Nous poursuivons aujourd’hui le parcours de méditations proposé par notre Union d’églises, qui nous plonge, pendant 4 semaines, dans l’espérance que la foi nous donne, une espérance qui nous transforme. La semaine dernière, nous avons évoqué le fait de regarder vers l’horizon de ce que Dieu prévoit, un monde juste et bon, un point d’espérance, qui, logiquement, produit des changements dans notre vision des choses, et dans nos priorités. Bien plus, Dieu lui-même met la main à la pâte (comme le boulanger) ou les mains dans la terre, comme le potier, pour imprimer en nous, déjà, cet ADN d’éternité, comme un avant-goût de ce qu’il a hâte de nous faire vivre.

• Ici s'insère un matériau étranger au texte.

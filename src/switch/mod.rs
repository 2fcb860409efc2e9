use crate::{
    config::Config,
    error::SwitchError,
    query_engine::{SnmpBackend, UdpBackend},
    switch_list::SwitchTarget,
};
use thiserror::Error;
use tracing::{debug, warn};
mod if_stats;
pub use if_stats::SwitchIfStats;
mod interfaces;
pub use interfaces::SwitchInterface;
mod system_info;
pub use system_info::SwitchInfo;
#[cfg(test)]
pub(crate) mod mock;

/// Queries a single switch. Every call opens its own session and releases
/// it before returning, on success and on error alike.
pub struct SwitchManager<B: SnmpBackend = UdpBackend> {
    target: SwitchTarget,
    config: Config,
    backend: B,
}

impl SwitchManager {
    pub fn new(target: SwitchTarget, config: Config) -> Self {
        Self::with_backend(target, config, UdpBackend)
    }
}

impl<B: SnmpBackend> SwitchManager<B> {
    pub fn with_backend(target: SwitchTarget, config: Config, backend: B) -> Self {
        Self {
            target,
            config,
            backend,
        }
    }

    pub async fn get_version(&self) -> Result<SwitchInfo, SwitchError> {
        let session = self.backend.open(&self.target, &self.config).await?;
        SwitchInfo::from_snmp(&session, &self.config.oids).await
    }

    pub async fn get_ifs(&self) -> Result<Vec<SwitchInterface>, SwitchError> {
        let session = self.backend.open(&self.target, &self.config).await?;
        SwitchInterface::list_from_snmp(&session, &self.config.oids).await
    }

    pub async fn get_if_stats(
        &self,
        interface: &SwitchInterface,
    ) -> Result<SwitchIfStats, SwitchError> {
        let session = self.backend.open(&self.target, &self.config).await?;
        SwitchIfStats::from_snmp(&session, &self.config.oids, interface.snmp_index).await
    }

    /// Identity, inventory, then stats for each interface in turn. Only the
    /// first two are fatal; a stats failure is kept next to its interface.
    pub async fn poll(&self) -> Result<SwitchReport, PollError> {
        debug!("Polling {}", self.target.ip_address);
        let info = self.get_version().await.map_err(|source| PollError {
            info: None,
            source,
        })?;
        let interfaces = match self.get_ifs().await {
            Ok(interfaces) => interfaces,
            Err(source) => {
                return Err(PollError {
                    info: Some(info),
                    source,
                })
            }
        };

        let mut rows = Vec::with_capacity(interfaces.len());
        for interface in interfaces {
            let stats = self.get_if_stats(&interface).await;
            if let Err(e) = &stats {
                warn!(
                    "Stats unavailable for {} ({}) on {}: {e}",
                    interface.name, interface.snmp_index, self.target.ip_address
                );
            }
            rows.push(InterfaceReport { interface, stats });
        }
        debug!("Finished polling {}", self.target.ip_address);

        Ok(SwitchReport { info, rows })
    }
}

#[derive(Debug)]
pub struct SwitchReport {
    pub info: SwitchInfo,
    pub rows: Vec<InterfaceReport>,
}

/// A fatal poll failure, with the identity if it was fetched before the
/// inventory failed.
#[derive(Debug, Error)]
#[error("{source}")]
pub struct PollError {
    pub info: Option<SwitchInfo>,
    pub source: SwitchError,
}

#[derive(Debug)]
pub struct InterfaceReport {
    pub interface: SwitchInterface,
    pub stats: Result<SwitchIfStats, SwitchError>,
}
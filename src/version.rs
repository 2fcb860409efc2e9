use once_cell::sync::Lazy;
use regex::Regex;
use std::fmt;

const CISCO_IOS_SIGNATURE: &str = "Cisco Internetworking";
const CISCO_NXOS_SIGNATURE: &str = "NX-OS";
const JUNOS_SIGNATURE: &str = "Juniper";

static JUNOS_VERSION: Lazy<Regex> =
    Lazy::new(|| Regex::new(r"JUNOS\s([0-9.a-zA-Z]+),").expect("static regex"));

#[derive(Clone, Copy, Debug, Default, PartialEq, Eq)]
pub enum OsFamily {
    #[default]
    Unknown,
    CiscoIos,
    CiscoNxos,
    JunOs,
    // No sysDescr signature maps here yet
    #[allow(dead_code)]
    Arista,
}

impl fmt::Display for OsFamily {
    fn fmt(&self, f: &mut fmt::Formatter<'_>) -> fmt::Result {
        let name = match self {
            OsFamily::Unknown => "Unknown",
            OsFamily::CiscoIos => "Cisco IOS",
            OsFamily::CiscoNxos => "Cisco NX-OS",
            OsFamily::JunOs => "JUNOS",
            OsFamily::Arista => "Arista",
        };
        f.write_str(name)
    }
}

#[derive(Clone, Debug, Default, PartialEq, Eq)]
pub struct OsVersion {
    pub family: OsFamily,
    pub version: String,
}

impl OsVersion {
    fn detected(family: OsFamily, version: &str) -> Self {
        Self {
            family,
            version: version.to_string(),
        }
    }
}

impl fmt::Display for OsVersion {
    fn fmt(&self, f: &mut fmt::Formatter<'_>) -> fmt::Result {
        write!(f, "{} {}", self.family, self.version)
    }
}

// First matching signature wins
pub fn classify(sys_descr: &str) -> OsVersion {
    if sys_descr.contains(CISCO_IOS_SIGNATURE) {
        OsVersion::detected(OsFamily::CiscoIos, "unknown")
    } else if sys_descr.contains(CISCO_NXOS_SIGNATURE) {
        OsVersion::detected(OsFamily::CiscoNxos, "unknown")
    } else if sys_descr.contains(JUNOS_SIGNATURE) {
        let version = JUNOS_VERSION
            .captures(sys_descr)
            .and_then(|caps| caps.get(1))
            .map_or("unknown", |m| m.as_str());
        OsVersion::detected(OsFamily::JunOs, version)
    } else {
        OsVersion::default()
    }
}
use crate::{config::Config, error::SwitchError, switch_list::SwitchTarget};
use async_snmp::{client::Retry, Auth, Client, Oid, Value, VarBind};
use std::net::{IpAddr, SocketAddr};
use tracing::debug;

/// Opens SNMP sessions. One session is opened per switch operation and
/// dropped when the operation returns.
pub trait SnmpBackend {
    type Session: SnmpSession;

    async fn open(&self, target: &SwitchTarget, config: &Config)
        -> Result<Self::Session, SwitchError>;
}

pub trait SnmpSession {
    /// A single GET carrying every OID in `oids`.
    async fn get(&self, oids: &[Oid]) -> Result<Vec<VarBind>, SwitchError>;

    /// Every binding under `root`, in OID order.
    async fn walk(&self, root: &Oid) -> Result<Vec<VarBind>, SwitchError>;
}

/// SNMP v2c over UDP via `async-snmp`.
#[derive(Clone, Copy, Debug, Default)]
pub struct UdpBackend;

pub struct UdpSession {
    client: Client,
    max_repetitions: i32,
}

impl SnmpBackend for UdpBackend {
    type Session = UdpSession;

    async fn open(
        &self,
        target: &SwitchTarget,
        config: &Config,
    ) -> Result<Self::Session, SwitchError> {
        let address = socket_address(&target.ip_address, config.port);
        debug!("Opening SNMP session to {address}");
        let client = Client::builder(address.clone(), Auth::v2c(target.community.clone()))
            .timeout(config.timeout())
            .retry(Retry::none())
            .max_repetitions(config.max_repetitions)
            .connect()
            .await
            .map_err(|e| SwitchError::connection(&address, e))?;

        Ok(UdpSession {
            client,
            max_repetitions: i32::try_from(config.max_repetitions).unwrap_or(i32::MAX),
        })
    }
}

impl SnmpSession for UdpSession {
    async fn get(&self, oids: &[Oid]) -> Result<Vec<VarBind>, SwitchError> {
        Ok(self.client.get_many(oids).await?)
    }

    async fn walk(&self, root: &Oid) -> Result<Vec<VarBind>, SwitchError> {
        let results = self
            .client
            .bulk_walk(root.clone(), self.max_repetitions)
            .collect()
            .await?;
        Ok(results)
    }
}

impl Drop for UdpSession {
    fn drop(&mut self) {
        debug!("Closing SNMP session to {}", self.client.peer_addr());
    }
}

/// `host:port`, bracketing bare IPv6 literals.
pub fn socket_address(host: &str, port: u16) -> String {
    match host.parse::<IpAddr>() {
        Ok(ip) => SocketAddr::from((ip, port)).to_string(),
        Err(_) => format!("{host}:{port}"),
    }
}

pub fn parse_oid(oid: &str) -> Result<Oid, SwitchError> {
    Oid::parse(oid).map_err(|_| SwitchError::InvalidOid(oid.to_string()))
}

/// A table column OID with the row index appended.
pub fn indexed_oid(column: &str, index: u32) -> Result<Oid, SwitchError> {
    Ok(parse_oid(column)?.child(index))
}

/// Picks the binding for `oid` out of a GET response.
pub fn binding<'a>(results: &'a [VarBind], oid: &Oid) -> Result<&'a VarBind, SwitchError> {
    results
        .iter()
        .find(|vb| vb.oid == *oid)
        .ok_or_else(|| SwitchError::MissingValue {
            oid: oid.to_string(),
        })
}

fn present(vb: &VarBind) -> Result<&Value, SwitchError> {
    if vb.value.is_exception() || vb.value == Value::Null {
        return Err(SwitchError::MissingValue {
            oid: vb.oid.to_string(),
        });
    }
    Ok(&vb.value)
}

fn unexpected(vb: &VarBind) -> SwitchError {
    SwitchError::UnexpectedValue {
        oid: vb.oid.to_string(),
        value: vb.value.to_string(),
    }
}

pub fn as_string(vb: &VarBind) -> Result<String, SwitchError> {
    match present(vb)? {
        Value::OctetString(s) | Value::Opaque(s) => Ok(String::from_utf8_lossy(s).into_owned()),
        Value::Integer(i) => Ok(i.to_string()),
        Value::IpAddress(ip) => Ok(std::net::Ipv4Addr::from(*ip).to_string()),
        Value::Counter32(i) | Value::Gauge32(i) | Value::TimeTicks(i) => Ok(i.to_string()),
        Value::Counter64(i) => Ok(i.to_string()),
        _ => Err(unexpected(vb)),
    }
}

pub fn as_int(vb: &VarBind) -> Result<i32, SwitchError> {
    present(vb)?.as_i32().ok_or_else(|| unexpected(vb))
}

pub fn as_index(vb: &VarBind) -> Result<u32, SwitchError> {
    present(vb)?.as_u32().ok_or_else(|| unexpected(vb))
}

pub fn as_counter(vb: &VarBind) -> Result<u64, SwitchError> {
    present(vb)?.as_u64().ok_or_else(|| unexpected(vb))
}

Cette semaine, nous allons explorer comment Dieu nous prépare à vivre avec lui pour toujours, avec l’image du potier qui façonne une matière brute pour en faire une œuvre belle – l’implication étant bien sûr, que, peu importe qui nous sommes, Dieu veut faire de nous un chef-d’œuvre qui rend hommage à sa justice et son amour. En introduction, nous sommes invités à réfléchir à notre attitude envers l’artiste, notre posture, nos attentes, et du coup, la relation que nous avons avec lui.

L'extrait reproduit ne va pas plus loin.